▶ [Task item] In the listing that follows, copy out each line that includes the word "static".

◆ ◆ ◆

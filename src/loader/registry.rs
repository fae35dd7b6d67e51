// The four guitar recordings everything is pitched from. Swapping the timbre
// means swapping these files; the pitches have to stay put.

#[derive(Clone, Copy, Debug, PartialEq, Eq, Hash)]
pub enum SampleName {
    E2,
    E3,
    E4,
    E5,
}

impl SampleName {
    pub fn as_str(self) -> &'static str {
        match self {
            SampleName::E2 => "E2",
            SampleName::E3 => "E3",
            SampleName::E4 => "E4",
            SampleName::E5 => "E5",
        }
    }
}

#[derive(Clone, Copy, Debug, PartialEq, Eq)]
pub struct SampleDef {
    pub name: SampleName,
    pub midi: i32,              // fundamental pitch of the recording
    pub location: &'static str, // relative to the sample source
}

pub const GUITAR_SAMPLES: [SampleDef; 4] = [
    SampleDef { name: SampleName::E2, midi: 40, location: "E2.wav" },
    SampleDef { name: SampleName::E3, midi: 52, location: "E3.wav" },
    SampleDef { name: SampleName::E4, midi: 64, location: "E4.wav" },
    SampleDef { name: SampleName::E5, midi: 76, location: "E5.wav" },
];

◆ ◆ ◆

▶ [Response]
    pub fn as_str(self) -> &'static str {
    pub location: &'static str, // relative to the sample source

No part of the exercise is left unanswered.